MR-01 * MicroRNA-145 REGULATES JAM-A EXPRESSION AND COMPROMISES GLIOBLASTOMA MAINTENANCE

Abstract

Glioblastoma is composed of heterogeneous cellular populations, including self-renewing, tumorigenic cancer stem cells (CSCs). Discrete anatomical niches have been described where CSCs communicate with their surroundings to promote their self-renewal, tumor maintenance and increased resistance to conventional therapies. Therefore, signaling molecules involved in cell-cell interactions and the associated regulatory mechanisms are vital to CSC function. CSC interaction with their niche via adhesion proteins is critical for CSC maintenance, and enhanced adhesion is a hallmark of stemness. In the context of cancer, gene expression is regulated through the upregulation or downregulation of specific microRNAs (miRNAs). The interaction between miRNAs and proteins involved in niche adhesion and communication remains largely unexplored. Junctional adhesion molecule A (JAM-A) is a CSC-specific adhesion protein and its targeting decreases self-renewal and tumorigenicity. To determine whether JAM-A promotes self-renewal, we overexpressed JAM-A and observed an increase in proliferation, self-renewal, and tumor formation. In order to link this adhesion mechanism to a larger signaling network, we evaluated the upstream mechanisms by which JAM-A is regulated and specifically expressed by CSCs. By analyzing miRNAs, we found that JAM-A expression is suppressed by miR-145 and confirmed JAM-A as a direct target of mir-145 using luciferase constructs. miR-145 has previously been described to be a negative regulator of glioblastoma growth, and we found that non-CSCs expressed high levels of miR-145 while CSCs expressed low miR-145, correlating to differences in JAM-A expression between CSCs and non-CSCs.
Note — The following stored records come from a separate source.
//! Authorization endpoint wire types.
//!
//! An [`AuthorizationRequest`] arrives as query parameters; the outcome goes
//! back to the client as a redirect carrying either an
//! [`AuthorizationResponse`] (`code` + `state`) or an
//! [`AuthorizationError`] (`error` + `error_description` + `state`).
//!
//! `state` is opaque to the provider. It is echoed in redirects and never
//! stored in a token.

use serde::{Deserialize, Serialize};
use std::fmt;

use crate::AuthError;

/// Authorization request parameters.
///
/// ```text
/// GET /auth?
///   response_type=code
///   &client_id=acme
///   &redirect_uri=https://acme.example/cb
///   &scope=openid profile
///   &state=xyz
///   &code_challenge=E9Melhoa2OwvFrEMTJguCHaoeK1t8URWbuGJSstw-cM
///   &code_challenge_method=S256
/// ```
///
/// Missing parameters deserialize as empty and are rejected by
/// [`AuthorizationService::start`](super::AuthorizationService::start), so
/// the caller gets an OAuth error rather than a query-parse failure.
#[derive(Debug, Clone, Default, Deserialize)]
pub struct AuthorizationRequest {
    #[serde(default)]
    pub response_type: String,

    #[serde(default)]
    pub client_id: String,

    /// Must exactly match one of the client's registered redirect URIs.
    #[serde(default)]
    pub redirect_uri: String,

    /// Space-separated scopes. Must include `openid`.
    #[serde(default)]
    pub scope: String,

    #[serde(default)]
    pub state: Option<String>,

    #[serde(default)]
    pub nonce: Option<String>,

    #[serde(default)]
    pub code_challenge: Option<String>,

    /// `S256` or `plain`; `plain` when omitted.
    #[serde(default)]
    pub code_challenge_method: Option<String>,
}

/// Successful authorization redirect parameters.
#[derive(Debug, Clone, Serialize, PartialEq)]
pub struct AuthorizationResponse {
    pub code: String,

    #[serde(skip_serializing_if = "Option::is_none")]
    pub state: Option<String>,
}

impl AuthorizationResponse {
    #[must_use]
    pub fn new(code: String, state: Option<String>) -> Self {
        Self { code, state }
    }

    /// Appends `code` and `state` to `redirect_uri`.
    ///
    /// # Errors
    ///
    /// Returns an error if `redirect_uri` does not parse.
    pub fn to_redirect_url(&self, redirect_uri: &str) -> Result<String, url::ParseError> {
        let mut url = url::Url::parse(redirect_uri)?;
        {
            let mut pairs = url.query_pairs_mut();
            pairs.append_pair("code", &self.code);
            if let Some(state) = &self.state {
                pairs.append_pair("state", state);
            }
        }
        Ok(url.to_string())
    }
}

/// Error delivered to the client through its redirect URI.
///
/// Only used once the client and redirect URI are known to be valid;
/// anything else is reported to the user agent directly.
#[derive(Debug, Clone, Serialize, PartialEq)]
pub struct AuthorizationError {
    pub error: AuthorizationErrorCode,

    #[serde(skip_serializing_if = "Option::is_none")]
    pub error_description: Option<String>,

    #[serde(skip_serializing_if = "Option::is_none")]
    pub state: Option<String>,
}

impl AuthorizationError {
    #[must_use]
    pub fn new(error: AuthorizationErrorCode, state: Option<String>) -> Self {
        Self {
            error,
            error_description: None,
            state,
        }
    }

    #[must_use]
    pub fn with_description(
        error: AuthorizationErrorCode,
        description: impl Into<String>,
        state: Option<String>,
    ) -> Self {
        Self {
            error,
            error_description: Some(description.into()),
            state,
        }
    }

    /// Builds the redirect error for an engine failure.
    #[must_use]
    pub fn from_auth_error(error: &AuthError, state: Option<String>) -> Self {
        let code = AuthorizationErrorCode::from_auth_error(error);
        let description = match code {
            AuthorizationErrorCode::ServerError => "internal error".to_string(),
            _ => error.to_string(),
        };
        Self::with_description(code, description, state)
    }

    /// Appends `error`, `error_description` and `state` to `redirect_uri`.
    ///
    /// # Errors
    ///
    /// Returns an error if `redirect_uri` does not parse.
    pub fn to_redirect_url(&self, redirect_uri: &str) -> Result<String, url::ParseError> {
        let mut url = url::Url::parse(redirect_uri)?;
        {
            let mut pairs = url.query_pairs_mut();
            pairs.append_pair("error", self.error.as_str());
            if let Some(desc) = &self.error_description {
                pairs.append_pair("error_description", desc);
            }
            if let Some(state) = &self.state {
                pairs.append_pair("state", state);
            }
        }
        Ok(url.to_string())
    }
}

/// Error codes an authorization redirect may carry (RFC 6749 §4.1.2.1).
#[derive(Debug, Clone, Copy, PartialEq, Eq, Hash, Serialize, Deserialize)]
#[serde(rename_all = "snake_case")]
pub enum AuthorizationErrorCode {
    InvalidRequest,
    UnauthorizedClient,
    AccessDenied,
    UnsupportedResponseType,
    InvalidScope,
    ServerError,
    TemporarilyUnavailable,
}

impl AuthorizationErrorCode {
    #[must_use]
    pub fn as_str(&self) -> &'static str {
        match self {
            Self::InvalidRequest => "invalid_request",
            Self::UnauthorizedClient => "unauthorized_client",
            Self::AccessDenied => "access_denied",
            Self::UnsupportedResponseType => "unsupported_response_type",
            Self::InvalidScope => "invalid_scope",
            Self::ServerError => "server_error",
            Self::TemporarilyUnavailable => "temporarily_unavailable",
        }
    }

    /// Maps an engine error onto the redirectable code set.
    #[must_use]
    pub fn from_auth_error(error: &AuthError) -> Self {
        match error {
            AuthError::UnauthorizedClient { .. } => Self::UnauthorizedClient,
            AuthError::AccessDenied { .. } => Self::AccessDenied,
            AuthError::UnsupportedResponseType { .. } => Self::UnsupportedResponseType,
            AuthError::InvalidScope { .. } => Self::InvalidScope,
            AuthError::StorageUnavailable { .. } => Self::TemporarilyUnavailable,
            AuthError::KeyUnavailable { .. }
            | AuthError::Configuration { .. }
            | AuthError::Internal { .. } => Self::ServerError,
            _ => Self::InvalidRequest,
        }
    }
}

impl fmt::Display for AuthorizationErrorCode {
    fn fmt(&self, f: &mut fmt::Formatter<'_>) -> fmt::Result {
        f.write_str(self.as_str())
    }
}
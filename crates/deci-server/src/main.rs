use std::path::PathBuf;

use clap::Parser;
use deci_server::ServerBuilder;
use deci_server::config::loader::{DEFAULT_CONFIG_PATH, load_config};

/// deci: an OpenID Connect identity provider
#[derive(Debug, Parser)]
#[command(name = "deci", version, about)]
struct Cli {
    /// Path to the configuration file
    #[arg(long, short, env = "DECI_CONFIG")]
    config: Option<PathBuf>,
}

#[tokio::main]
async fn main() {
    // Load .env file if present (before anything else)
    if let Err(e) = dotenvy::dotenv() {
        // Not an error if .env doesn't exist - it's optional
        if !matches!(e, dotenvy::Error::Io(ref io_err) if io_err.kind() == std::io::ErrorKind::NotFound)
        {
            eprintln!("Warning: Failed to load .env file: {e}");
        }
    }

    let cli = Cli::parse();

    // Initialize tracing early with the default level
    deci_server::observability::init_tracing();

    let config_path = cli.config.as_deref().map(|p| p.to_string_lossy().into_owned());
    let cfg = match load_config(config_path.as_deref()) {
        Ok(c) => c,
        Err(e) => {
            eprintln!("Configuration error: {e}");
            std::process::exit(2);
        }
    };

    tracing::info!(
        path = config_path.as_deref().unwrap_or(DEFAULT_CONFIG_PATH),
        "Configuration loaded"
    );
    deci_server::observability::apply_logging_level(&cfg.logging.level);

    let server = match ServerBuilder::new().with_config(cfg).build() {
        Ok(s) => s,
        Err(e) => {
            eprintln!("Server initialization failed: {e}");
            std::process::exit(2);
        }
    };

    if let Err(err) = server.run().await {
        eprintln!("Server error: {err}");
        std::process::exit(1);
    }
}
Introduction of miR-145 into CSCs decreased self-renewal, stem cell marker expression (SOX2, OCT4 and NANOG) and activation of self-renewal pathways (STAT3 and AKT). Mechanistic studies are in progress to determine how miR-145 and JAM-A interact to control stem cell and self-renewal pathways. Our results link CSC-specific adhesion to a microRNA regulatory network that is altered in glioblastoma.